Applying density-dependence processes, which are regularly used in many aspects of ecological science, is much harder to apply to aquatic environments where the times researchers can work underwater is limited.

“It’s really difficult to work underwater,” Edmunds said. “If you work underwater for too long, you’ll die. If you stay underwater for sort of too long, you’re paralyzed. It’s not as easy as going into a forest and working there for 12 hours straight.”

Corals growing on a wave-cut channel on the outer reef of Moorea. Photo by Peter Edmunds.

Corals growing on a wave-cut channel on the outer reef of Mo’orea. Photo by Peter Edmunds.

But as marine scientists continue to study coral reefs over the course of years, if not decades, they are able to gather data and conduct experiments suggesting that the mechanisms controlling marine populations are similar to those controlling populations of plants and animals on the land.

“Many marine biologists have not been paying enough attention to what their colleagues in terrestrial biology are doing,” said Edmunds, who has spent the past 14 years studying the coral reefs off Mo’orea. “There’s a huge understanding of how a forest functions, and you can argue that some animals, like branching corals, can make underwater forests and, therefore, it is interesting to ask whether forests of trees and forests of coral are regulated by similar mechanisms.”

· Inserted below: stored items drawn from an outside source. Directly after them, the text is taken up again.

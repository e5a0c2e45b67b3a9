use thiserror::Error;

#[derive(Debug, Error, Clone, PartialEq)]
pub enum PortfolioError {
    #[error("unknown section label: {0:?}")]
    UnknownSection(String),
    #[error("viewport must have a positive size, got {width}x{height}")]
    EmptyViewport { width: f32, height: f32 },
}

pub type Result<T> = std::result::Result<T, PortfolioError>;
//! Platform-free core of the portfolio page: section data, the navigation
//! cube scene, the header ambience, selection state and panel markup.

pub mod ambient;
pub mod camera;
pub mod constants;
pub mod content;
pub mod cube;
pub mod error;
pub mod motion;
pub mod orbit;
pub mod page;
pub mod panel;
pub mod particles;
pub mod picking;
pub mod section;
pub mod selection;
pub mod tween;

pub use ambient::{AmbientConfig, AmbientFrame, AmbientScene};
pub use camera::{Camera, Ray, Viewport};
pub use cube::{CubeScene, Cursor, FaceState, FrameSnapshot, HoverOutcome, QuadKind, SceneConfig};
pub use error::{PortfolioError, Result};
pub use orbit::{OrbitConfig, OrbitControls};
pub use page::{PageConfig, PageState, View};
pub use section::{Section, SectionId, SECTIONS};
pub use selection::Selection;
pub use tween::{Easing, TweenHandle, TweenSpec, Tweened};
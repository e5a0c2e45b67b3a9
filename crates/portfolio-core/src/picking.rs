use crate::camera::Ray;
use crate::section::SectionId;
use glam::Mat4;
use smallvec::SmallVec;

#[derive(Clone, Copy, Debug, PartialEq)]
pub struct Hit {
    pub section: SectionId,
    /// Ray parameter in world units.
    pub distance: f32,
}

/// Intersect `ray` with a square quad lying in the local XY plane of `model`,
/// facing +Z, with the given half extent. Only the front side is hit.
#[inline]
pub fn ray_quad(ray: &Ray, model: &Mat4, half_extent: f32) -> Option<f32> {
    let inv = model.inverse();
    let o = inv.transform_point3(ray.origin);
    // Unnormalized so that `t` stays in world units.
    let d = inv.transform_vector3(ray.dir);
    if d.z >= -f32::EPSILON {
        return None;
    }
    let t = -o.z / d.z;
    if !(t >= 0.0) {
        return None;
    }
    let p = o + d * t;
    (p.x.abs() <= half_extent && p.y.abs() <= half_extent).then_some(t)
}

/// All front-facing hits along `ray`, nearest first.
pub fn intersect_all<I>(ray: &Ray, quads: I, half_extent: f32) -> SmallVec<[Hit; 6]>
where
    I: IntoIterator<Item = (SectionId, Mat4)>,
{
    let mut hits: SmallVec<[Hit; 6]> = quads
        .into_iter()
        .filter_map(|(section, model)| {
            ray_quad(ray, &model, half_extent).map(|distance| Hit { section, distance })
        })
        .collect();
    hits.sort_by(|a, b| a.distance.total_cmp(&b.distance));
    hits
}

#[inline]
pub fn pick_nearest<I>(ray: &Ray, quads: I, half_extent: f32) -> Option<Hit>
where
    I: IntoIterator<Item = (SectionId, Mat4)>,
{
    intersect_all(ray, quads, half_extent).first().copied()
}

#[cfg(test)]
mod tests {
    use super::*;
    use glam::{Quat, Vec3};

    fn ray(origin: Vec3, toward: Vec3) -> Ray {
        Ray {
            origin,
            dir: (toward - origin).normalize(),
        }
    }

    #[test]
    fn front_side_hit_reports_distance() {
        let model = Mat4::from_translation(Vec3::new(0.0, 0.0, 2.0));
        let r = ray(Vec3::new(0.0, 0.0, 10.0), Vec3::ZERO);
        assert!((ray_quad(&r, &model, 1.9).unwrap() - 8.0).abs() < 1e-5);
    }

    #[test]
    fn back_side_and_outside_miss() {
        let model = Mat4::from_translation(Vec3::new(0.0, 0.0, 2.0));
        let from_behind = ray(Vec3::ZERO, Vec3::new(0.0, 0.0, 10.0));
        assert_eq!(ray_quad(&from_behind, &model, 1.9), None);
        let beside = ray(Vec3::new(3.0, 0.0, 10.0), Vec3::new(3.0, 0.0, 0.0));
        assert_eq!(ray_quad(&beside, &model, 1.9), None);
        let away = ray(Vec3::new(0.0, 0.0, 10.0), Vec3::new(0.0, 0.0, 20.0));
        assert_eq!(ray_quad(&away, &model, 1.9), None);
    }

    #[test]
    fn scaled_quad_grows_hit_area() {
        let base = Mat4::from_rotation_translation(
            Quat::from_rotation_y(std::f32::consts::FRAC_PI_2),
            Vec3::new(2.0, 0.0, 0.0),
        );
        let r = ray(Vec3::new(10.0, 0.0, 1.95), Vec3::new(0.0, 0.0, 1.95));
        assert_eq!(ray_quad(&r, &base, 1.9), None);
        let grown = base * Mat4::from_scale(Vec3::splat(1.1));
        assert!(ray_quad(&r, &grown, 1.9).is_some());
    }

    #[test]
    fn nearest_wins() {
        let near = Mat4::from_translation(Vec3::new(0.0, 0.0, 2.0));
        let far = Mat4::from_translation(Vec3::new(0.0, 0.0, -2.0));
        let r = ray(Vec3::new(0.0, 0.0, 10.0), Vec3::ZERO);
        let hits = intersect_all(
            &r,
            [(SectionId::Skills, far), (SectionId::About, near)],
            1.9,
        );
        assert_eq!(hits.len(), 2);
        assert_eq!(hits[0].section, SectionId::About);
        assert_eq!(
            pick_nearest(&r, [(SectionId::Skills, far)], 1.9).map(|h| h.section),
            Some(SectionId::Skills)
        );
    }
}
//! HTML markup for the section panels, the biography card and the fallback
//! view. The web layer injects these strings as `innerHTML`; every piece of
//! content text goes through [`escape`] first.

use crate::content::{
    self, Link, SectionContent, BROWSER_RECOMMENDATION, FALLBACK_LINKS, INSTRUCTIONS, PROFILE,
};
use crate::section::SectionId;
use std::borrow::Cow;
use std::fmt::Write;

/// Attribute on the close control; the host wires clicks on it to `close()`.
pub const CLOSE_ACTION_ATTR: &str = "data-action";
pub const CLOSE_ACTION: &str = "close";

pub fn escape(s: &str) -> Cow<'_, str> {
    if !s.contains(['&', '<', '>', '"', '\'']) {
        return Cow::Borrowed(s);
    }
    let mut out = String::with_capacity(s.len() + 8);
    for ch in s.chars() {
        match ch {
            '&' => out.push_str("&amp;"),
            '<' => out.push_str("&lt;"),
            '>' => out.push_str("&gt;"),
            '"' => out.push_str("&quot;"),
            '\'' => out.push_str("&#39;"),
            c => out.push(c),
        }
    }
    Cow::Owned(out)
}

fn tags(out: &mut String, class: &str, items: &[&str]) {
    out.push_str("<div class=\"tags\">");
    for item in items {
        let _ = write!(out, "<span class=\"{class}\">{}</span>", escape(item));
    }
    out.push_str("</div>");
}

fn list(out: &mut String, items: &[&str]) {
    out.push_str("<ul>");
    for item in items {
        let _ = write!(out, "<li>{}</li>", escape(item));
    }
    out.push_str("</ul>");
}

fn link(out: &mut String, class: &str, link: &Link) {
    let _ = write!(
        out,
        "<a class=\"{class}\" href=\"{}\">{}</a>",
        escape(link.href),
        escape(link.label)
    );
}

/// Panel markup for the open section, or `None` when nothing is open.
pub fn render_panel(active: Option<SectionId>) -> Option<String> {
    active.map(render_section)
}

pub fn render_section(id: SectionId) -> String {
    let mut out = String::with_capacity(2048);
    let _ = write!(
        out,
        "<div class=\"panel-card\" data-section=\"{}\">\
         <button class=\"panel-close\" {CLOSE_ACTION_ATTR}=\"{CLOSE_ACTION}\" aria-label=\"Close\">&times;</button>",
        escape(id.label())
    );
    match content::content(id) {
        SectionContent::About {
            paragraphs,
            frontend,
            backend,
        } => {
            out.push_str("<h2>About Me</h2>");
            for p in paragraphs {
                let _ = write!(out, "<p>{}</p>", escape(p));
            }
            out.push_str("<div class=\"columns\"><div><h3>Frontend</h3>");
            list(&mut out, frontend);
            out.push_str("</div><div><h3>Backend</h3>");
            list(&mut out, backend);
            out.push_str("</div></div>");
        }
        SectionContent::Projects(projects) => {
            out.push_str("<h2>Projects</h2><div class=\"grid\">");
            for p in projects {
                let _ = write!(
                    out,
                    "<article class=\"card\"><h3>{}</h3><p>{}</p>",
                    escape(p.title),
                    escape(p.description)
                );
                tags(&mut out, "tag", p.tech);
                out.push_str("<div class=\"links\">");
                link(&mut out, "code", &Link { label: "Code", href: p.code });
                link(&mut out, "demo", &Link { label: "Demo", href: p.demo });
                out.push_str("</div></article>");
            }
            out.push_str("</div>");
        }
        SectionContent::Skills(groups) => {
            out.push_str("<h2>Skills</h2>");
            for g in groups {
                let _ = write!(out, "<section><h3>{}</h3>", escape(g.category));
                tags(&mut out, "pill", g.skills);
                let _ = write!(
                    out,
                    "<div class=\"meter\"><div class=\"level\" style=\"width: {}%\"></div></div></section>",
                    g.level.min(100)
                );
            }
        }
        SectionContent::Contact { intro, channels } => {
            let _ = write!(out, "<h2>Get In Touch</h2><p>{}</p><div class=\"grid\">", escape(intro));
            for c in channels {
                let _ = write!(
                    out,
                    "<a class=\"channel\" href=\"{}\"><h3>{}</h3><p>{}</p></a>",
                    escape(c.href),
                    escape(c.kind),
                    escape(c.display)
                );
            }
            // Display only: the button does not submit anywhere.
            out.push_str(
                "</div><form class=\"contact-form\">\
                 <input type=\"text\" name=\"name\" placeholder=\"Your Name\">\
                 <input type=\"email\" name=\"email\" placeholder=\"Your Email\">\
                 <textarea name=\"message\" rows=\"4\" placeholder=\"Your Message\"></textarea>\
                 <button type=\"button\">Send Message</button></form>",
            );
        }
        SectionContent::SocialLife {
            organization,
            involvement,
            technical_skills,
            soft_skills,
        } => {
            let _ = write!(
                out,
                "<h2>Social Life</h2><div class=\"card highlight\"><h3>{}</h3><p>{}</p>",
                escape(organization.name),
                escape(organization.summary)
            );
            tags(&mut out, "pill", organization.badges);
            out.push_str("</div><h3>Key Events &amp; Involvement</h3>");
            for e in involvement {
                let _ = write!(
                    out,
                    "<article class=\"card\"><header><h4>{}</h4><p class=\"role\">{}</p>\
                     <span class=\"period\">{}</span></header><p>{}</p>",
                    escape(e.title),
                    escape(e.role),
                    escape(e.period),
                    escape(e.description)
                );
                tags(&mut out, "tag", e.achievements);
                out.push_str("</article>");
            }
            out.push_str(
                "<div class=\"card growth\"><h3>Leadership &amp; Skills Developed</h3>\
                 <div class=\"columns\"><div><h4>Technical Skills</h4>",
            );
            list(&mut out, technical_skills);
            out.push_str("</div><div><h4>Soft Skills</h4>");
            list(&mut out, soft_skills);
            out.push_str("</div></div></div>");
        }
        SectionContent::Resume {
            pdf,
            download_name,
            jobs,
            education,
        } => {
            let _ = write!(
                out,
                "<h2>Resume</h2><a class=\"download\" href=\"{}\" download=\"{}\">{}</a>\
                 <section><h3>Experience</h3>",
                escape(pdf.href),
                escape(download_name),
                escape(pdf.label)
            );
            for j in jobs {
                let _ = write!(
                    out,
                    "<article class=\"card\"><h4>{}</h4><p class=\"company\">{}</p>\
                     <p class=\"period\">{}</p><p>{}</p></article>",
                    escape(j.title),
                    escape(j.company),
                    escape(j.period),
                    escape(j.description)
                );
            }
            out.push_str("</section><section><h3>Education</h3>");
            for e in education {
                let _ = write!(
                    out,
                    "<article class=\"card\"><h4>{}</h4><p class=\"company\">{}</p>\
                     <p class=\"period\">{}</p></article>",
                    escape(e.degree),
                    escape(e.school),
                    escape(e.period)
                );
            }
            out.push_str("</section>");
        }
    }
    out.push_str("</div>");
    out
}

pub fn render_bio() -> String {
    format!(
        "<div class=\"bio\"><div class=\"portrait\"><img src=\"{}\" alt=\"{}\"></div>\
         <h1>{}</h1><p class=\"title\">{}</p><p class=\"blurb\">{}</p></div>",
        escape(PROFILE.image),
        escape(PROFILE.name),
        escape(PROFILE.name),
        escape(PROFILE.title),
        escape(PROFILE.blurb)
    )
}

pub fn render_instructions() -> String {
    format!("<p>{}</p>", escape(INSTRUCTIONS))
}

pub fn render_fallback() -> String {
    let mut out = String::with_capacity(1024);
    out.push_str(
        "<div class=\"fallback-card\"><h1>WebGL Not Supported</h1>\
         <p>Your browser doesn&#39;t support WebGL, which is required for the 3D portfolio \
         experience. Please try using a modern browser like Chrome, Firefox, Safari, or Edge.</p>\
         <h2>Alternative Portfolio Links</h2><div class=\"grid\">",
    );
    for l in FALLBACK_LINKS {
        link(&mut out, "alt-link", l);
    }
    let _ = write!(
        out,
        "</div><div class=\"advice\"><h3>Browser Recommendations</h3><p>{}</p></div></div>",
        escape(BROWSER_RECOMMENDATION)
    );
    out
}

#[cfg(test)]
mod tests {
    use super::*;

    #[test]
    fn escapes_markup() {
        assert_eq!(escape("plain"), "plain");
        assert!(matches!(escape("plain"), Cow::Borrowed(_)));
        assert_eq!(
            escape("<a href=\"x\">R&D's</a>"),
            "&lt;a href=&quot;x&quot;&gt;R&amp;D&#39;s&lt;/a&gt;"
        );
    }

    #[test]
    fn every_panel_has_a_close_control() {
        for id in SectionId::ALL {
            let html = render_section(id);
            assert!(html.contains("data-action=\"close\""), "{id}");
            assert!(html.contains(&format!("data-section=\"{}\"", id.label())));
        }
        assert_eq!(render_panel(None), None);
    }

    #[test]
    fn resume_offers_pdf_download() {
        let html = render_section(SectionId::Resume);
        assert!(html.contains("href=\"/resume.pdf\" download=\"Wajdy_Bouon_Resume.pdf\""));
        assert!(html.contains("Degree in Computer Science"));
    }

    #[test]
    fn contact_form_is_display_only() {
        let html = render_section(SectionId::Contact);
        assert!(html.contains("<form class=\"contact-form\">"));
        assert!(html.contains("placeholder=\"Your Message\""));
        assert!(html.contains("<button type=\"button\">Send Message</button>"));
        assert!(!html.contains("type=\"submit\""));
        assert!(!html.contains(" action=\""));
    }

    #[test]
    fn fallback_lists_alternatives() {
        let html = render_fallback();
        for l in FALLBACK_LINKS {
            assert!(html.contains(&format!("href=\"{}\"", l.href)));
        }
        assert!(html.contains("Edge 79+"));
    }
}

Edmunds said the density-dependences processes that applied in Mo’orea can provide marine biologists important information as they study ways to help coral reefs recover from disasters.

“If you can better understand the mechanisms that determine how a coral reef is put back together following a disaster, then you have a better chance of understanding how it might be put back together in a world with more intense hurricanes, perhaps fewer predators or possibly more diseases,” he said.

Edmunds, who also spent the past 32 years studying the reefs of St. John, U.S. Virgin Islands, said he did not think the density-dependence process he saw in Mo’orea would apply in the Caribbean.

“Most of the reefs in the Caribbean are so degraded that I think they are controlled by different rules,” he said. “Their rule book has changed because their communities have changed so much.”

Edmunds called the recognition that density dependence applies to many coral reef communities “a step forward” in understanding what may save them from the effects of climate change.

“Science advancement occurs down a very long road along which scientists are taking very small steps,” he said. “If you take enough steps, however, you can make a difference in understanding the way in which the biological world functions. I don’t know if we can take enough steps to understand the biological crises we are currently facing. That will depend on resources, public support and interest.”